## Exercise aim
Starting from the first line, transcribe the whole listing exactly.

## Data extract
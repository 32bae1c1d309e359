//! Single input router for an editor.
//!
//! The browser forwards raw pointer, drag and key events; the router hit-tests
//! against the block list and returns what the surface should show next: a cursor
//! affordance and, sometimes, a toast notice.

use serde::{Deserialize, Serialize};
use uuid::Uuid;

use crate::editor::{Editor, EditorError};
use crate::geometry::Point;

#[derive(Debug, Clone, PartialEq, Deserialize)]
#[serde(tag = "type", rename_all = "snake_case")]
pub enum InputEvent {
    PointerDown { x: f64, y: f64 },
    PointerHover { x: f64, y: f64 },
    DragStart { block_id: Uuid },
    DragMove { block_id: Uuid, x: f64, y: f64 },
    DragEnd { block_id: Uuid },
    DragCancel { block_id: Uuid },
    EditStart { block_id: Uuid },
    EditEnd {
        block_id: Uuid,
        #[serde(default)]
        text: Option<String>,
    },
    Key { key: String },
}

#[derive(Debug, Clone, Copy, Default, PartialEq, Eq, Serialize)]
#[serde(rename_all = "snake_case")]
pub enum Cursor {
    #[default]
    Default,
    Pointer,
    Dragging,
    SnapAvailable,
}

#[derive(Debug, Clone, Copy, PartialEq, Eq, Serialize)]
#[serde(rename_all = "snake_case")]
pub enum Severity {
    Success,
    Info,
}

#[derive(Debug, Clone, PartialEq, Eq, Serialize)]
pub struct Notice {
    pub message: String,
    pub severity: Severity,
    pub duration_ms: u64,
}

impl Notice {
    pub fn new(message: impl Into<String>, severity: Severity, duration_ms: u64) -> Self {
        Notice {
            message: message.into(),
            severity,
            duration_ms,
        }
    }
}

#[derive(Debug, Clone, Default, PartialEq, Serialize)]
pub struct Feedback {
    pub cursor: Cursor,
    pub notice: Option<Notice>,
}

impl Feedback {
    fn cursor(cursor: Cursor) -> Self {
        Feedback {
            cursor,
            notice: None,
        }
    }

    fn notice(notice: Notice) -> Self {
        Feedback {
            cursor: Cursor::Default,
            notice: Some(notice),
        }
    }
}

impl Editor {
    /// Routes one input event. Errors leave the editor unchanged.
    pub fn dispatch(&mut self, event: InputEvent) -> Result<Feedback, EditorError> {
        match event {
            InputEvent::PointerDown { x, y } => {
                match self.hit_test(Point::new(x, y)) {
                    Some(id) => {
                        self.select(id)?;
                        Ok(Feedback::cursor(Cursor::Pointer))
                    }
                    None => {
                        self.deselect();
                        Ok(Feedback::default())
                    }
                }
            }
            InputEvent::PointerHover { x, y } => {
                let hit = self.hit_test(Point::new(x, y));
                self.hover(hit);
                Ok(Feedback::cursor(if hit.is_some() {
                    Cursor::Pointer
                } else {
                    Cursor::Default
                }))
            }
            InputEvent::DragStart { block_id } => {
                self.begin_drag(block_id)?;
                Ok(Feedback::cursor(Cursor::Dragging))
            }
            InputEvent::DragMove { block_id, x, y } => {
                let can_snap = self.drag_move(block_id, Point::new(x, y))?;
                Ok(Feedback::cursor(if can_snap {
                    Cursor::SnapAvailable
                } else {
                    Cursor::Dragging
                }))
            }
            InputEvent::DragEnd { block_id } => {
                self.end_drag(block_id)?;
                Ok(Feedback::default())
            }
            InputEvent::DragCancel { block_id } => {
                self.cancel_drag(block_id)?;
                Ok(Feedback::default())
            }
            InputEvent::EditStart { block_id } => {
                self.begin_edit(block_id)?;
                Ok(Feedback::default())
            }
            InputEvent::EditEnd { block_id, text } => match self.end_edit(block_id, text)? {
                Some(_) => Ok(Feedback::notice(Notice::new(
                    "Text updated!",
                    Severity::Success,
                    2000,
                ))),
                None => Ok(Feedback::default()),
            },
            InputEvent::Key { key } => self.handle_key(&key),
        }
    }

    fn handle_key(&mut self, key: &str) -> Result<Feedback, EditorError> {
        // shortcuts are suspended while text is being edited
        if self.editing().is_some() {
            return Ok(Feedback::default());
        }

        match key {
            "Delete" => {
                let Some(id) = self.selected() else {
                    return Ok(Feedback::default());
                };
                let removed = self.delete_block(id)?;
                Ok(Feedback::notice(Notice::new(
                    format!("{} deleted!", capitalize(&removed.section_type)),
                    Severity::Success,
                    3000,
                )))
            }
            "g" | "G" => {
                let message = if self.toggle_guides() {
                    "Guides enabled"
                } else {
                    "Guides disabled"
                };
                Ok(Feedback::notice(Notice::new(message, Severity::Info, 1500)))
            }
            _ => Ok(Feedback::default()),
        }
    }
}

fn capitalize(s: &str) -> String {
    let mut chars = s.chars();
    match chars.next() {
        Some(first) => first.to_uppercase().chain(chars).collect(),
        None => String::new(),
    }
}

## Written reply
repository 32bae1c1d309e359
//! Single input router for an editor.
//!
//! The browser forwards raw pointer, drag and key events; the router hit-tests
//! against the block list and returns what the surface should show next: a cursor
//! affordance and, sometimes, a toast notice.

use serde::{Deserialize, Serialize};
use uuid::Uuid;

use crate::editor::{Editor, EditorError};
use crate::geometry::Point;

#[derive(Debug, Clone, PartialEq, Deserialize)]
#[serde(tag = "type", rename_all = "snake_case")]
pub enum InputEvent {
    PointerDown { x: f64, y: f64 },
    PointerHover { x: f64, y: f64 },
    DragStart { block_id: Uuid },
    DragMove { block_id: Uuid, x: f64, y: f64 },
    DragEnd { block_id: Uuid },
    DragCancel { block_id: Uuid },
    EditStart { block_id: Uuid },
    EditEnd {
        block_id: Uuid,
        #[serde(default)]
        text: Option<String>,
    },
    Key { key: String },
}

#[derive(Debug, Clone, Copy, Default, PartialEq, Eq, Serialize)]
#[serde(rename_all = "snake_case")]
pub enum Cursor {
    #[default]
    Default,
    Pointer,
    Dragging,
    SnapAvailable,
}

#[derive(Debug, Clone, Copy, PartialEq, Eq, Serialize)]
#[serde(rename_all = "snake_case")]
pub enum Severity {
    Success,
    Info,
}

#[derive(Debug, Clone, PartialEq, Eq, Serialize)]
pub struct Notice {
    pub message: String,
    pub severity: Severity,
    pub duration_ms: u64,
}

impl Notice {
    pub fn new(message: impl Into<String>, severity: Severity, duration_ms: u64) -> Self {
        Notice {
            message: message.into(),
            severity,
            duration_ms,
        }
    }
}

#[derive(Debug, Clone, Default, PartialEq, Serialize)]
pub struct Feedback {
    pub cursor: Cursor,
    pub notice: Option<Notice>,
}

impl Feedback {
    fn cursor(cursor: Cursor) -> Self {
        Feedback {
            cursor,
            notice: None,
        }
    }

    fn notice(notice: Notice) -> Self {
        Feedback {
            cursor: Cursor::Default,
            notice: Some(notice),
        }
    }
}

impl Editor {
    /// Routes one input event. Errors leave the editor unchanged.
    pub fn dispatch(&mut self, event: InputEvent) -> Result<Feedback, EditorError> {
        match event {
            InputEvent::PointerDown { x, y } => {
                match self.hit_test(Point::new(x, y)) {
                    Some(id) => {
                        self.select(id)?;
                        Ok(Feedback::cursor(Cursor::Pointer))
                    }
                    None => {
                        self.deselect();
                        Ok(Feedback::default())
                    }
                }
            }
            InputEvent::PointerHover { x, y } => {
                let hit = self.hit_test(Point::new(x, y));
                self.hover(hit);
                Ok(Feedback::cursor(if hit.is_some() {
                    Cursor::Pointer
                } else {
                    Cursor::Default
                }))
            }
            InputEvent::DragStart { block_id } => {
                self.begin_drag(block_id)?;
                Ok(Feedback::cursor(Cursor::Dragging))
            }
            InputEvent::DragMove { block_id, x, y } => {
                let can_snap = self.drag_move(block_id, Point::new(x, y))?;
                Ok(Feedback::cursor(if can_snap {
                    Cursor::SnapAvailable
                } else {
                    Cursor::Dragging
                }))
            }
            InputEvent::DragEnd { block_id } => {
                self.end_drag(block_id)?;
                Ok(Feedback::default())
            }
            InputEvent::DragCancel { block_id } => {
                self.cancel_drag(block_id)?;
                Ok(Feedback::default())
            }
            InputEvent::EditStart { block_id } => {
                self.begin_edit(block_id)?;
                Ok(Feedback::default())
            }
            InputEvent::EditEnd { block_id, text } => match self.end_edit(block_id, text)? {
                Some(_) => Ok(Feedback::notice(Notice::new(
                    "Text updated!",
                    Severity::Success,
                    2000,
                ))),
                None => Ok(Feedback::default()),
            },
            InputEvent::Key { key } => self.handle_key(&key),
        }
    }

    fn handle_key(&mut self, key: &str) -> Result<Feedback, EditorError> {
        // shortcuts are suspended while text is being edited
        if self.editing().is_some() {
            return Ok(Feedback::default());
        }

        match key {
            "Delete" => {
                let Some(id) = self.selected() else {
                    return Ok(Feedback::default());
                };
                let removed = self.delete_block(id)?;
                Ok(Feedback::notice(Notice::new(
                    format!("{} deleted!", capitalize(&removed.section_type)),
                    Severity::Success,
                    3000,
                )))
            }
            "g" | "G" => {
                let message = if self.toggle_guides() {
                    "Guides enabled"
                } else {
                    "Guides disabled"
                };
                Ok(Feedback::notice(Notice::new(message, Severity::Info, 1500)))
            }
            _ => Ok(Feedback::default()),
        }
    }
}

fn capitalize(s: &str) -> String {
    let mut chars = s.chars();
    match chars.next() {
        Some(first) => first.to_uppercase().chain(chars).collect(),
        None => String::new(),
    }
}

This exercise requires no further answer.